INPUT
╭──

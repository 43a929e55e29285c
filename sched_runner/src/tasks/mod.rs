pub mod heartbeat;
pub mod sampler;

use crate::config::Config;
use crate::errors::RunnerError;
use tracing::info;

/// Register every periodic task on the process scheduler. Must run before the
/// dispatch loop starts so builder changes land before any first run.
pub fn spawn_all(cfg: &Config) -> Result<(), RunnerError> {
    for s in &cfg.samplers {
        let h = sampler::spawn(s)?;
        info!(task = %s.name, handle = %h, period_ms = s.period_ms, "sampler registered");
    }
    heartbeat::spawn(cfg.heartbeat_ms)?;
    Ok(())
}
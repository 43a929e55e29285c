// irq/mod.rs
// Simulated noisy interrupt line. Each edge restarts a debounce callback, so
// the settle action only runs once the line has been quiet for `debounce_ms`.
use crate::config::{IrqConfig, millis};
use crate::errors::RunnerError;
use crate::logging::csv;
use callback_sched::{Duration, EntryState, Handle, Scheduler, Timing, scheduler};
use rand::{SeedableRng, rngs::StdRng};
use rand_distr::{Distribution, Exp};
use std::sync::Arc;
use std::sync::atomic::{AtomicU64, Ordering};
use tokio::task::JoinHandle;
use tracing::{debug, info, warn};

pub struct Debounce {
    settle: Duration,
    tolerance: Duration,
    pending: Option<Handle>,
    edges: u64,
    settled: Arc<AtomicU64>,
}

impl Debounce {
    pub fn new(cfg: &IrqConfig) -> Self {
        Self {
            settle: millis(cfg.debounce_ms),
            tolerance: millis(cfg.debounce_tolerance_ms),
            pending: None,
            edges: 0,
            settled: Arc::new(AtomicU64::new(0)),
        }
    }

    pub fn settled(&self) -> u64 {
        self.settled.load(Ordering::Relaxed)
    }

    /// Handle one edge: drop the pending settle callback (if it has not
    /// started) and post a fresh one.
    pub fn edge(&mut self, s: &Scheduler) -> Result<Handle, RunnerError> {
        self.edges += 1;
        if let Some(prev) = self.pending.take() {
            if s.status(prev) == EntryState::Pending {
                s.cancel(prev);
                csv::log_irq("cancel", &prev.to_string(), "bounce");
            }
        }

        let edges = self.edges;
        let settled = self.settled.clone();
        let h = s.post_with(Timing::after(self.settle).with_tolerance(self.tolerance), move || {
            let n = settled.fetch_add(1, Ordering::Relaxed) + 1;
            debug!(edges, settled = n, "irq line settled");
            csv::log_irq("settled", "-", &format!("edges={edges}"));
        })?;
        self.pending = Some(h);
        csv::log_irq("edge", &h.to_string(), &format!("n={edges}"));
        Ok(h)
    }
}

/// Spawn the edge generator on the tokio runtime. Gaps between edges are
/// exponentially distributed around `mean_interval_ms`.
pub fn spawn(cfg: IrqConfig) -> Option<JoinHandle<()>> {
    if !cfg.enabled {
        info!("irq source disabled");
        return None;
    }
    Some(tokio::spawn(async move {
        let gaps = match Exp::new(1.0 / cfg.mean_interval_ms) {
            Ok(d) => d,
            Err(e) => {
                warn!(?e, "bad irq interval; source not started");
                return;
            }
        };
        let mut rng = StdRng::from_os_rng();
        let mut debounce = Debounce::new(&cfg);
        loop {
            let gap_ms: f64 = gaps.sample(&mut rng);
            tokio::time::sleep(std::time::Duration::from_secs_f64(gap_ms / 1_000.0)).await;
            if let Err(e) = debounce.edge(scheduler()) {
                warn!(%e, "irq edge dropped");
            }
        }
    }))
}
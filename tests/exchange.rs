//! Integration tests for frame exchange over the in-memory transport

#![allow(clippy::expect_used, clippy::unwrap_used)]

use fingerprint_frame::config::CodecConfig;
use fingerprint_frame::core::frame::FrameCodec;
use fingerprint_frame::error::FingerprintError;
use fingerprint_frame::service::{AttestationClient, Exchange};
use fingerprint_frame::transport::{MemoryTransport, TransportResponse};
use fingerprint_frame::utils::random::{ConstantSource, RngSource};
use serde::Deserialize;
use serde_json::{json, Value};
use std::sync::atomic::{AtomicU64, Ordering};
use std::sync::Arc;
use std::time::Duration;

#[derive(Debug, Deserialize, PartialEq)]
struct ServerReply {
    #[serde(rename = "requestId")]
    request_id: String,
    #[serde(default)]
    error: Option<String>,
}

/// Endpoint stub that decodes the request and answers with a framed reply.
fn verifier(status: u16, reply: Value) -> MemoryTransport {
    let codec = FrameCodec::default();
    MemoryTransport::new(move |req| {
        let _request: Value = codec.decode(&req.body)?;
        let body = codec.encode(&reply, &mut RngSource::seeded(99))?;
        Ok(TransportResponse::new(status, body))
    })
}

#[tokio::test]
async fn test_success_reply_decoded() {
    let transport = verifier(200, json!({"requestId": "1708102555327.NLOjmg"}));
    let client = AttestationClient::new(&CodecConfig::default(), transport).unwrap();

    let exchange: Exchange<ServerReply> = client.submit(&json!({"c": "fixture"})).await.unwrap();
    assert!(exchange.is_success());
    assert_eq!(exchange.payload.request_id, "1708102555327.NLOjmg");
    assert_eq!(exchange.payload.error, None);
}

#[tokio::test]
async fn test_error_status_body_still_decoded() {
    let transport = verifier(
        403,
        json!({"requestId": "r-1", "error": "Forbidden (Origin Not Allowed)"}),
    );
    let client = AttestationClient::new(&CodecConfig::default(), transport).unwrap();

    let exchange: Exchange<ServerReply> = client.submit(&json!({})).await.unwrap();
    assert_eq!(exchange.status, 403);
    assert!(!exchange.is_success());
    assert_eq!(
        exchange.payload.error.as_deref(),
        Some("Forbidden (Origin Not Allowed)")
    );
}

#[tokio::test(start_paused = true)]
async fn test_slow_transport_times_out() {
    let transport = MemoryTransport::new(|req| Ok(TransportResponse::new(200, req.body)))
        .with_latency(Duration::from_secs(30));
    let config = CodecConfig::default_with_overrides(|c| c.transport.timeout = Duration::from_secs(1));
    let client = AttestationClient::new(&config, transport).unwrap();

    let err = client.submit::<_, Value>(&json!(1)).await.unwrap_err();
    assert!(matches!(err, FingerprintError::Timeout));
    assert_eq!(client.metrics().snapshot().timeouts, 1);
}

#[tokio::test(start_paused = true)]
async fn test_handler_not_run_after_deadline() {
    let calls = Arc::new(AtomicU64::new(0));
    let seen = calls.clone();
    let transport = MemoryTransport::new(move |req| {
        seen.fetch_add(1, Ordering::SeqCst);
        Ok(TransportResponse::new(200, req.body))
    })
    .with_latency(Duration::from_secs(30));
    let config = CodecConfig::default_with_overrides(|c| c.transport.timeout = Duration::from_secs(1));
    let client = AttestationClient::new(&config, transport).unwrap();

    let err = client.submit::<_, Value>(&json!(1)).await.unwrap_err();
    assert!(matches!(err, FingerprintError::Timeout));
    assert_eq!(calls.load(Ordering::SeqCst), 0);
}

#[tokio::test]
async fn test_transport_failure_propagates() {
    let transport = MemoryTransport::new(|_| {
        Err(FingerprintError::TransportError("connection reset".into()))
    });
    let client = AttestationClient::new(&CodecConfig::default(), transport).unwrap();

    let err = client.submit::<_, Value>(&json!(1)).await.unwrap_err();
    assert!(matches!(err, FingerprintError::TransportError(_)));
    assert_eq!(client.metrics().snapshot().transport_errors, 1);
}

#[tokio::test]
async fn test_unframed_reply_is_validation_failure() {
    let transport = MemoryTransport::new(|_| Ok(TransportResponse::new(502, &b"Bad Gateway"[..])));
    let client = AttestationClient::new(&CodecConfig::default(), transport).unwrap();

    let err = client.submit::<_, Value>(&json!(1)).await.unwrap_err();
    assert!(err.is_validation());
    assert_eq!(client.metrics().snapshot().validation_failures, 1);
}

#[tokio::test]
async fn test_oversized_reply_rejected() {
    let transport = MemoryTransport::new(|_| Ok(TransportResponse::new(200, vec![0u8; 4096])));
    let config = CodecConfig::default_with_overrides(|c| c.transport.max_response_size = 1024);
    let client = AttestationClient::new(&config, transport).unwrap();

    let err = client.submit::<_, Value>(&json!(1)).await.unwrap_err();
    assert!(matches!(err, FingerprintError::TransportError(msg) if msg.contains("too large")));
}

#[tokio::test]
async fn test_wrong_reply_shape_is_parse_failure() {
    let transport = verifier(200, json!({"unexpected": true}));
    let client = AttestationClient::new(&CodecConfig::default(), transport).unwrap();

    let err = client.submit::<_, ServerReply>(&json!(1)).await.unwrap_err();
    assert!(err.is_parse());
    assert_eq!(client.metrics().snapshot().parse_failures, 1);
}

#[tokio::test]
async fn test_custom_headers_forwarded() {
    let transport = MemoryTransport::new(|req| {
        let origin = req.header("origin").unwrap_or_default().to_string();
        let body = FrameCodec::default().encode(&json!({"origin": origin}), &mut ConstantSource(0))?;
        Ok(TransportResponse::new(200, body))
    });
    let config = CodecConfig::default_with_overrides(|c| {
        c.transport
            .headers
            .insert("Origin".into(), "https://shop.example.test".into());
    });
    let client = AttestationClient::with_random(&config, transport, ConstantSource(1)).unwrap();

    let exchange: Exchange<Value> = client.submit(&json!(null)).await.unwrap();
    assert_eq!(exchange.payload, json!({"origin": "https://shop.example.test"}));
}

╰──

TASK OBJECTIVE
Reproduce word for word only the first line of the listing above and each line after it through the line with "let h = sampler::spawn(s)?;".

ANSWER SPACE
repository 43a929e55e29285c
filename sched_runner/src/tasks/mod.rs
pub mod heartbeat;
pub mod sampler;

use crate::config::Config;
use crate::errors::RunnerError;
use tracing::info;

/// Register every periodic task on the process scheduler. Must run before the
/// dispatch loop starts so builder changes land before any first run.
pub fn spawn_all(cfg: &Config) -> Result<(), RunnerError> {
    for s in &cfg.samplers {
        let h = sampler::spawn(s)?;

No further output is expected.